_WORK TO BE COMPLETED_
Your answer must be the records below, reproduced exactly.

[Saved data entries]
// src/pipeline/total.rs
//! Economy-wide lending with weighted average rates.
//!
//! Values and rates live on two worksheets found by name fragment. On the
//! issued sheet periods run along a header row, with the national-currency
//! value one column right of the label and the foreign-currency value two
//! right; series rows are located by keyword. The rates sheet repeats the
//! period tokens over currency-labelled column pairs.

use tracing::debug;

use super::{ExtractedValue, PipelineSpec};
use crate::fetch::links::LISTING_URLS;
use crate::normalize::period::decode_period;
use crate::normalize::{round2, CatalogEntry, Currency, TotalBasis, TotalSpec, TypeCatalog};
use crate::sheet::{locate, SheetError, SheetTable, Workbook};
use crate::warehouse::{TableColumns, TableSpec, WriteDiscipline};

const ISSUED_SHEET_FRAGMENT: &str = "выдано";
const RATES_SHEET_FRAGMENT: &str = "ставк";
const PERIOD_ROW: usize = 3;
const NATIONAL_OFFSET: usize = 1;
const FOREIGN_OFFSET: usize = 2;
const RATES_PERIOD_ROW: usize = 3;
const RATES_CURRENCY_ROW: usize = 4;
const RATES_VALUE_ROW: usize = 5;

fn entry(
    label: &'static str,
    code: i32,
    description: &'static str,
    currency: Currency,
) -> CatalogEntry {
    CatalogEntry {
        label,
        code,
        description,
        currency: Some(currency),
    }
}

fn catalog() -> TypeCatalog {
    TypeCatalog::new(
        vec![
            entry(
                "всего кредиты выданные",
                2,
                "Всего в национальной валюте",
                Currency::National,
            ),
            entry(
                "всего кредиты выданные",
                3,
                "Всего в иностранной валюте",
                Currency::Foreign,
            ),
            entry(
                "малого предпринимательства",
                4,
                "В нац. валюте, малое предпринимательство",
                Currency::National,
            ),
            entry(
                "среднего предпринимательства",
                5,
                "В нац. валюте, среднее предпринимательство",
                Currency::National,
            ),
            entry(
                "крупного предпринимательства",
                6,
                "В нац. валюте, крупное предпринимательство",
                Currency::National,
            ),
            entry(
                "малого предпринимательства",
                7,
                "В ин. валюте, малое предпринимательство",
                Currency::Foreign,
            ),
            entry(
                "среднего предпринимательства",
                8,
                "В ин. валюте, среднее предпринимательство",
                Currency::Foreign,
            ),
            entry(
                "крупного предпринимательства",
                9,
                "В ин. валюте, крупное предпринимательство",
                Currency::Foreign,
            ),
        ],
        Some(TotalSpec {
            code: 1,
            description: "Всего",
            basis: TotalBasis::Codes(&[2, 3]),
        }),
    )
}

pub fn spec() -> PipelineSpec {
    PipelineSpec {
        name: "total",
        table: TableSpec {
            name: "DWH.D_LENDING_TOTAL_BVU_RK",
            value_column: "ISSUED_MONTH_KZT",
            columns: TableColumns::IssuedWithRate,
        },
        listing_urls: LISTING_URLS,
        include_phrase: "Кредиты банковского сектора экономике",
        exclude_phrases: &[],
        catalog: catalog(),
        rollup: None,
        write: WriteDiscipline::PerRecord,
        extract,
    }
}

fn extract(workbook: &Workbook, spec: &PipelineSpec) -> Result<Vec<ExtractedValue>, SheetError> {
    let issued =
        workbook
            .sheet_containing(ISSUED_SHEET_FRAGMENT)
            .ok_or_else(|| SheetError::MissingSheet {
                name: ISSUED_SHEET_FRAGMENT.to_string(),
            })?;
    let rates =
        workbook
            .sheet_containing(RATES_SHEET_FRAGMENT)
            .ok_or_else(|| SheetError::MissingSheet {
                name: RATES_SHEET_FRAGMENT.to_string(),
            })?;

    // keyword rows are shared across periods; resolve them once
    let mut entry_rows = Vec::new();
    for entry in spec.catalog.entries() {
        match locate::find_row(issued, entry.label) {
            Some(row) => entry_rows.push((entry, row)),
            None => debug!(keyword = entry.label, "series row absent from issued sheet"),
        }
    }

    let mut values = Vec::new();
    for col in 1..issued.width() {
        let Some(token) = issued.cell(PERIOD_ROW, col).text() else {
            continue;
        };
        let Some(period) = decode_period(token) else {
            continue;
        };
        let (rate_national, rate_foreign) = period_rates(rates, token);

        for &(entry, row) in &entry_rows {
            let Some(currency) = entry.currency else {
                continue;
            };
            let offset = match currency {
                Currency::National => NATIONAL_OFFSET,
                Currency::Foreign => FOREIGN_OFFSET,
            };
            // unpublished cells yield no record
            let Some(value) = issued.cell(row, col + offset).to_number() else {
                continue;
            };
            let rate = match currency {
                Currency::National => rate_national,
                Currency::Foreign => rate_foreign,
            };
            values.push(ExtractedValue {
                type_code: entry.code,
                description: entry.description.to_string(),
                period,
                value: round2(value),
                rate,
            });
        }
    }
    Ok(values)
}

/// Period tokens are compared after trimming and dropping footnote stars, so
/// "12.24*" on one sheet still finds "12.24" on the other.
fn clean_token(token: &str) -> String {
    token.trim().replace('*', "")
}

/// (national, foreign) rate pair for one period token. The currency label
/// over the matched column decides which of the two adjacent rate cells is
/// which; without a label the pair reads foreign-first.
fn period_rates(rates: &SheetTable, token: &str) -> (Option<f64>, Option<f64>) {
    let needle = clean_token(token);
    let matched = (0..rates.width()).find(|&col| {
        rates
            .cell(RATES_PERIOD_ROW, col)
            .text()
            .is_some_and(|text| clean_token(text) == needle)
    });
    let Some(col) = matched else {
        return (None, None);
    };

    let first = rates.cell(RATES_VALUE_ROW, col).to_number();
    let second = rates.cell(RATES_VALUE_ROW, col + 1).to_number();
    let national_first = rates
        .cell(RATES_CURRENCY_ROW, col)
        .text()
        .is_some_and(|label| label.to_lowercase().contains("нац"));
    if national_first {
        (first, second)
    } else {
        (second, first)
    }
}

_EXERCISE RESPONSE_
// src/pipeline/total.rs
//! Economy-wide lending with weighted average rates.
//!
//! Values and rates live on two worksheets found by name fragment. On the
//! issued sheet periods run along a header row, with the national-currency
//! value one column right of the label and the foreign-currency value two
//! right; series rows are located by keyword. The rates sheet repeats the
//! period tokens over currency-labelled column pairs.

use tracing::debug;

use super::{ExtractedValue, PipelineSpec};
use crate::fetch::links::LISTING_URLS;
use crate::normalize::period::decode_period;
use crate::normalize::{round2, CatalogEntry, Currency, TotalBasis, TotalSpec, TypeCatalog};
use crate::sheet::{locate, SheetError, SheetTable, Workbook};
use crate::warehouse::{TableColumns, TableSpec, WriteDiscipline};

const ISSUED_SHEET_FRAGMENT: &str = "выдано";
const RATES_SHEET_FRAGMENT: &str = "ставк";
const PERIOD_ROW: usize = 3;
const NATIONAL_OFFSET: usize = 1;
const FOREIGN_OFFSET: usize = 2;
const RATES_PERIOD_ROW: usize = 3;
const RATES_CURRENCY_ROW: usize = 4;
const RATES_VALUE_ROW: usize = 5;

fn entry(
    label: &'static str,
    code: i32,
    description: &'static str,
    currency: Currency,
) -> CatalogEntry {
    CatalogEntry {
        label,
        code,
        description,
        currency: Some(currency),
    }
}

fn catalog() -> TypeCatalog {
    TypeCatalog::new(
        vec![
            entry(
                "всего кредиты выданные",
                2,
                "Всего в национальной валюте",
                Currency::National,
            ),
            entry(
                "всего кредиты выданные",
                3,
                "Всего в иностранной валюте",
                Currency::Foreign,
            ),
            entry(
                "малого предпринимательства",
                4,
                "В нац. валюте, малое предпринимательство",
                Currency::National,
            ),
            entry(
                "среднего предпринимательства",
                5,
                "В нац. валюте, среднее предпринимательство",
                Currency::National,
            ),
            entry(
                "крупного предпринимательства",
                6,
                "В нац. валюте, крупное предпринимательство",
                Currency::National,
            ),
            entry(
                "малого предпринимательства",
                7,
                "В ин. валюте, малое предпринимательство",
                Currency::Foreign,
            ),
            entry(
                "среднего предпринимательства",
                8,
                "В ин. валюте, среднее предпринимательство",
                Currency::Foreign,
            ),
            entry(
                "крупного предпринимательства",
                9,
                "В ин. валюте, крупное предпринимательство",
                Currency::Foreign,
            ),
        ],
        Some(TotalSpec {
            code: 1,
            description: "Всего",
            basis: TotalBasis::Codes(&[2, 3]),
        }),
    )
}

pub fn spec() -> PipelineSpec {
    PipelineSpec {
        name: "total",
        table: TableSpec {
            name: "DWH.D_LENDING_TOTAL_BVU_RK",
            value_column: "ISSUED_MONTH_KZT",
            columns: TableColumns::IssuedWithRate,
        },
        listing_urls: LISTING_URLS,
        include_phrase: "Кредиты банковского сектора экономике",
        exclude_phrases: &[],
        catalog: catalog(),
        rollup: None,
        write: WriteDiscipline::PerRecord,
        extract,
    }
}

fn extract(workbook: &Workbook, spec: &PipelineSpec) -> Result<Vec<ExtractedValue>, SheetError> {
    let issued =
        workbook
            .sheet_containing(ISSUED_SHEET_FRAGMENT)
            .ok_or_else(|| SheetError::MissingSheet {
                name: ISSUED_SHEET_FRAGMENT.to_string(),
            })?;
    let rates =
        workbook
            .sheet_containing(RATES_SHEET_FRAGMENT)
            .ok_or_else(|| SheetError::MissingSheet {
                name: RATES_SHEET_FRAGMENT.to_string(),
            })?;

    // keyword rows are shared across periods; resolve them once
    let mut entry_rows = Vec::new();
    for entry in spec.catalog.entries() {
        match locate::find_row(issued, entry.label) {
            Some(row) => entry_rows.push((entry, row)),
            None => debug!(keyword = entry.label, "series row absent from issued sheet"),
        }
    }

    let mut values = Vec::new();
    for col in 1..issued.width() {
        let Some(token) = issued.cell(PERIOD_ROW, col).text() else {
            continue;
        };
        let Some(period) = decode_period(token) else {
            continue;
        };
        let (rate_national, rate_foreign) = period_rates(rates, token);

        for &(entry, row) in &entry_rows {
            let Some(currency) = entry.currency else {
                continue;
            };
            let offset = match currency {
                Currency::National => NATIONAL_OFFSET,
                Currency::Foreign => FOREIGN_OFFSET,
            };
            // unpublished cells yield no record
            let Some(value) = issued.cell(row, col + offset).to_number() else {
                continue;
            };
            let rate = match currency {
                Currency::National => rate_national,
                Currency::Foreign => rate_foreign,
            };
            values.push(ExtractedValue {
                type_code: entry.code,
                description: entry.description.to_string(),
                period,
                value: round2(value),
                rate,
            });
        }
    }
    Ok(values)
}

/// Period tokens are compared after trimming and dropping footnote stars, so
/// "12.24*" on one sheet still finds "12.24" on the other.
fn clean_token(token: &str) -> String {
    token.trim().replace('*', "")
}

/// (national, foreign) rate pair for one period token. The currency label
/// over the matched column decides which of the two adjacent rate cells is
/// which; without a label the pair reads foreign-first.
fn period_rates(rates: &SheetTable, token: &str) -> (Option<f64>, Option<f64>) {
    let needle = clean_token(token);
    let matched = (0..rates.width()).find(|&col| {
        rates
            .cell(RATES_PERIOD_ROW, col)
            .text()
            .is_some_and(|text| clean_token(text) == needle)
    });
    let Some(col) = matched else {
        return (None, None);
    };

    let first = rates.cell(RATES_VALUE_ROW, col).to_number();
    let second = rates.cell(RATES_VALUE_ROW, col + 1).to_number();
    let national_first = rates
        .cell(RATES_CURRENCY_ROW, col)
        .text()
        .is_some_and(|label| label.to_lowercase().contains("нац"));
    if national_first {
        (first, second)
    } else {
        (second, first)
    }
}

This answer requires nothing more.